■ **TASK DIRECTIONS**
Which lines of the records below contain the word "email"? Copy each of them out.

■ **Saved data entries**
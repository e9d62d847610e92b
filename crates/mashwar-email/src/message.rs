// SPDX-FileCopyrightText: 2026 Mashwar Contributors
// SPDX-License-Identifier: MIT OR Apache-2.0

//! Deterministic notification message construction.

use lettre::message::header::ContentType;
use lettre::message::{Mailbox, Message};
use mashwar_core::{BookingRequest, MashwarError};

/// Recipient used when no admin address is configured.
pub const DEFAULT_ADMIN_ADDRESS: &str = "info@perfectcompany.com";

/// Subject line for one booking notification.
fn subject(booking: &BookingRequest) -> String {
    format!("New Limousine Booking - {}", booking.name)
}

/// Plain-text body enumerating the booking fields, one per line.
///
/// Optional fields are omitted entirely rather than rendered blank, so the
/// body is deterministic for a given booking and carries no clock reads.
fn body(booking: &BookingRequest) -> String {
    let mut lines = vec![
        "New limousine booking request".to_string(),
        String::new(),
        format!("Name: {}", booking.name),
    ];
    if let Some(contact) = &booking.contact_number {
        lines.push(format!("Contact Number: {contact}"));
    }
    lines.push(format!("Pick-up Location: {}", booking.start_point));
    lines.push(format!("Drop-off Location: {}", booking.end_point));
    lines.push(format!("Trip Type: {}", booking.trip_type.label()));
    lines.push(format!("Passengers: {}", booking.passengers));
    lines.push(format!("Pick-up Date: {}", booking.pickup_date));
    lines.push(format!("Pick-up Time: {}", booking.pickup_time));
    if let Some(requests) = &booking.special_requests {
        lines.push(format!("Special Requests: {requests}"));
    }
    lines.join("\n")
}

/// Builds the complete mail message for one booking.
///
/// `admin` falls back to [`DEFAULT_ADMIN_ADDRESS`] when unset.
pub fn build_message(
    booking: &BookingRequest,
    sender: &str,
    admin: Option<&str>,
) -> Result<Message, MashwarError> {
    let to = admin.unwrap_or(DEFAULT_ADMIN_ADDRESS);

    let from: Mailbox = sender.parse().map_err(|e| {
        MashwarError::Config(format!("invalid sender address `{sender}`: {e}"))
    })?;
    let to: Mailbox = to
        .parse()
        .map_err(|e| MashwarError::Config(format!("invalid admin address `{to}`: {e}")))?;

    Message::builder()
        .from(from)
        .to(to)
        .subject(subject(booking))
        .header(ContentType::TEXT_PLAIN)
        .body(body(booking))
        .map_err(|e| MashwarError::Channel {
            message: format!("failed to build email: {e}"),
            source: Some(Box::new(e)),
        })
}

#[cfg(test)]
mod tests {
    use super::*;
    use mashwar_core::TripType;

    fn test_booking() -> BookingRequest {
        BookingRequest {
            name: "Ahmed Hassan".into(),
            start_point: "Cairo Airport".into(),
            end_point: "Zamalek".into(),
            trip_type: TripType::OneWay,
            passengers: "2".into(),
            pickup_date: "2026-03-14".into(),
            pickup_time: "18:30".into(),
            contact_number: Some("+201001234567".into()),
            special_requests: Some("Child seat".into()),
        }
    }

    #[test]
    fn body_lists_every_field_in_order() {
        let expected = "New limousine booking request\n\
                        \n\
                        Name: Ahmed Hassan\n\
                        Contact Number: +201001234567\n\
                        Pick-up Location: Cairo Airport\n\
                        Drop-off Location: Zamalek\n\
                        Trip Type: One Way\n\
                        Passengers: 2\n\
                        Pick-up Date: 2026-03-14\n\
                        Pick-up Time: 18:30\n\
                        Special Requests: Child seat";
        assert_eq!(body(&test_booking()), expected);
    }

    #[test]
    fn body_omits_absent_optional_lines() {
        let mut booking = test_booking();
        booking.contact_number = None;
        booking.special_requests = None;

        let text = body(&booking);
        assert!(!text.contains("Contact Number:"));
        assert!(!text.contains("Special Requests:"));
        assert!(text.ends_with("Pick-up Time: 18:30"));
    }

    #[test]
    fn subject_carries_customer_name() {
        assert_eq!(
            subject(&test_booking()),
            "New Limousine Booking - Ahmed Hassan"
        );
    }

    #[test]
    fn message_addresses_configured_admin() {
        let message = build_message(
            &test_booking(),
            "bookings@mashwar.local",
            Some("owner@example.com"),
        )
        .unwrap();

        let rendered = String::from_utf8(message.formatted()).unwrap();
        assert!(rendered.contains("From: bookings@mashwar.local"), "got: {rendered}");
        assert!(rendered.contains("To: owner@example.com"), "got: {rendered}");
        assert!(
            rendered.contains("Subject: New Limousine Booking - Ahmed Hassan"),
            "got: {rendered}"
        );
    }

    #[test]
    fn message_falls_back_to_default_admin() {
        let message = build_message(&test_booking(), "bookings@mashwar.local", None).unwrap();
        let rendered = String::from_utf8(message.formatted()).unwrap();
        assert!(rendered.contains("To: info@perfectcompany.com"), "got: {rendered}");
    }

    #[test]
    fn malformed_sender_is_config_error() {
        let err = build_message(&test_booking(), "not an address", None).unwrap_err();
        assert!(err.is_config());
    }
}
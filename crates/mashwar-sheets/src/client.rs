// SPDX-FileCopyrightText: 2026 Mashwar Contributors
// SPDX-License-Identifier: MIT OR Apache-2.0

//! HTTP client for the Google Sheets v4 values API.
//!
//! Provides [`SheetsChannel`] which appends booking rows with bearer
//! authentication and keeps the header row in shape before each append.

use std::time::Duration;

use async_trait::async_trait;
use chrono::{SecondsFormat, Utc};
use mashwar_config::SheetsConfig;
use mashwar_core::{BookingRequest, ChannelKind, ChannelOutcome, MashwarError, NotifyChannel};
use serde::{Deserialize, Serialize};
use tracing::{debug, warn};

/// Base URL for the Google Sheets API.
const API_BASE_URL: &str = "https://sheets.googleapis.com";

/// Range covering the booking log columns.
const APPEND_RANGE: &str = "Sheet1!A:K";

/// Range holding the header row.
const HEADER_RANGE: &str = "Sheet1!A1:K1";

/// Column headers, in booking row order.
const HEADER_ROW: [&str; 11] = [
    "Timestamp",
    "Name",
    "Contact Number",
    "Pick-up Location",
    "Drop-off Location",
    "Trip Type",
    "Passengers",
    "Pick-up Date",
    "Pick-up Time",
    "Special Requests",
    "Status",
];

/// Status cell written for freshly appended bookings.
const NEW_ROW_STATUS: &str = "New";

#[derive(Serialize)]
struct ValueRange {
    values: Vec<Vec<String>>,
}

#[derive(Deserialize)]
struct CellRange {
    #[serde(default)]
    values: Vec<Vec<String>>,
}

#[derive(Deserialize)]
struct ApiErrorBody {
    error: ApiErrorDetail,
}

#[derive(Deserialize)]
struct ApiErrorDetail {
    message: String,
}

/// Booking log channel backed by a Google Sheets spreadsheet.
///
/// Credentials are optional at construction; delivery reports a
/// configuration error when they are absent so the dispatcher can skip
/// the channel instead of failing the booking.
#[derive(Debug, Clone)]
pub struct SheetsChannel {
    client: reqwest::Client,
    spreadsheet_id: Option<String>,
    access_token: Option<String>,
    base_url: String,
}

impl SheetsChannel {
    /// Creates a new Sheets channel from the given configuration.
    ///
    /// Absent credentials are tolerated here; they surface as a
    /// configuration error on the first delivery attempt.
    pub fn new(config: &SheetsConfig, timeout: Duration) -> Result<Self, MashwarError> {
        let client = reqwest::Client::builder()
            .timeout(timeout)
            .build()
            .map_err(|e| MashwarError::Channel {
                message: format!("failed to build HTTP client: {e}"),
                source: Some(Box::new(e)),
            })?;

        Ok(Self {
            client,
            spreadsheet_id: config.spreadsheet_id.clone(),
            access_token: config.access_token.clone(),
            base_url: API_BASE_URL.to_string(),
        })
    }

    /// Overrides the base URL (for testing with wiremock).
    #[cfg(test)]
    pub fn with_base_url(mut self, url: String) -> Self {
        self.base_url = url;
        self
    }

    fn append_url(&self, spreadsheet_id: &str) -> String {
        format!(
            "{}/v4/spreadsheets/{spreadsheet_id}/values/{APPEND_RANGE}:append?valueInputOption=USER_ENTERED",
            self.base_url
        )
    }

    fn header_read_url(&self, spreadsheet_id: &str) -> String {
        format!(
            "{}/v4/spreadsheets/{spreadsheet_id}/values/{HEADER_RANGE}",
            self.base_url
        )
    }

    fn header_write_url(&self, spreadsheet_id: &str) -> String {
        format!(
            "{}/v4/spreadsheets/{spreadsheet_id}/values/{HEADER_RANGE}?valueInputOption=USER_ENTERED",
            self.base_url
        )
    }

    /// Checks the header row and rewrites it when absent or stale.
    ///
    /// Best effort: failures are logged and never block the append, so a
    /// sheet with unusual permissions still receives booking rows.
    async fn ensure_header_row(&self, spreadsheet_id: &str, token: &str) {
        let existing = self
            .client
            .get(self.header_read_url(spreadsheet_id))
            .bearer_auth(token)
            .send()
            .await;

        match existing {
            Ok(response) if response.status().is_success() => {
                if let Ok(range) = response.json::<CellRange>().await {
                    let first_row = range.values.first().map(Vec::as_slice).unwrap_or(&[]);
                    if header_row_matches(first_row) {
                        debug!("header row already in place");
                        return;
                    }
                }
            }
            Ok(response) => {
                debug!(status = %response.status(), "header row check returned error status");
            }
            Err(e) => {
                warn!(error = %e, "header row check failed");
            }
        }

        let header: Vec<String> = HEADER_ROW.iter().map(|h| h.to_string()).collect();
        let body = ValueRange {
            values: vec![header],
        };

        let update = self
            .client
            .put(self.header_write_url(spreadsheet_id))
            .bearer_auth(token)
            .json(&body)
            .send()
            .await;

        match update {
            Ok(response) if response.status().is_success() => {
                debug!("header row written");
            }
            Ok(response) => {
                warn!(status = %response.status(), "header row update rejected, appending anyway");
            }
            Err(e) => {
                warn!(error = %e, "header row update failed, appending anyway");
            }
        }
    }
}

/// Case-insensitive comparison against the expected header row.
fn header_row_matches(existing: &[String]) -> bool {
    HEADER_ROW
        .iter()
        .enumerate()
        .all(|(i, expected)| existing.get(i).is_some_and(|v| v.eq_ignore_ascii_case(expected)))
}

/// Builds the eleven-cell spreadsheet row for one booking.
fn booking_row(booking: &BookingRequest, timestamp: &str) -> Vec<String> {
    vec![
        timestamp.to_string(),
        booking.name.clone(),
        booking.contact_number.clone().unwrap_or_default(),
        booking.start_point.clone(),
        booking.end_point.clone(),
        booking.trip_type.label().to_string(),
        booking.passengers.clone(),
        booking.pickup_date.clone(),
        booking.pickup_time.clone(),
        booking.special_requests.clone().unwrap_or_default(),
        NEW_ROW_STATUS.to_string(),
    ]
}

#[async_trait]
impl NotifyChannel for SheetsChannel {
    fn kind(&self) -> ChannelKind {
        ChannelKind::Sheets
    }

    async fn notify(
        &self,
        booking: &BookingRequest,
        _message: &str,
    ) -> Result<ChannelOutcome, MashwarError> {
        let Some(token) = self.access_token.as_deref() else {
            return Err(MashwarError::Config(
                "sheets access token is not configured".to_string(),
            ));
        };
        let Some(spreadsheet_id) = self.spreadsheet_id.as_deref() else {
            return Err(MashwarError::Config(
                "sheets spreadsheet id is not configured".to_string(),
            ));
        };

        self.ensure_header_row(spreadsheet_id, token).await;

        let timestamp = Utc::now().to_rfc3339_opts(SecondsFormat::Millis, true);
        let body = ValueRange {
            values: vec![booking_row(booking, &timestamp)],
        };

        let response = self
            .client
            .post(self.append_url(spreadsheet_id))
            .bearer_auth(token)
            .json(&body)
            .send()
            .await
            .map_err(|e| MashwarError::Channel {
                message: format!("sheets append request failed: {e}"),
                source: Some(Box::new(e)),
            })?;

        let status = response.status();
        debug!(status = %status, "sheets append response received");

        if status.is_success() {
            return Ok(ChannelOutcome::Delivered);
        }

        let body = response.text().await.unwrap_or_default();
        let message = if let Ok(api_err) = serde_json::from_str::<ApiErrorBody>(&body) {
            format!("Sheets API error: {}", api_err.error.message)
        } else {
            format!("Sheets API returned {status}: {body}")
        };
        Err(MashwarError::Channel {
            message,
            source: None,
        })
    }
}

■ **THE COMPLETED TASK**
filename crates/mashwar-email/src/message.rs
            message: format!("failed to build email: {e}"),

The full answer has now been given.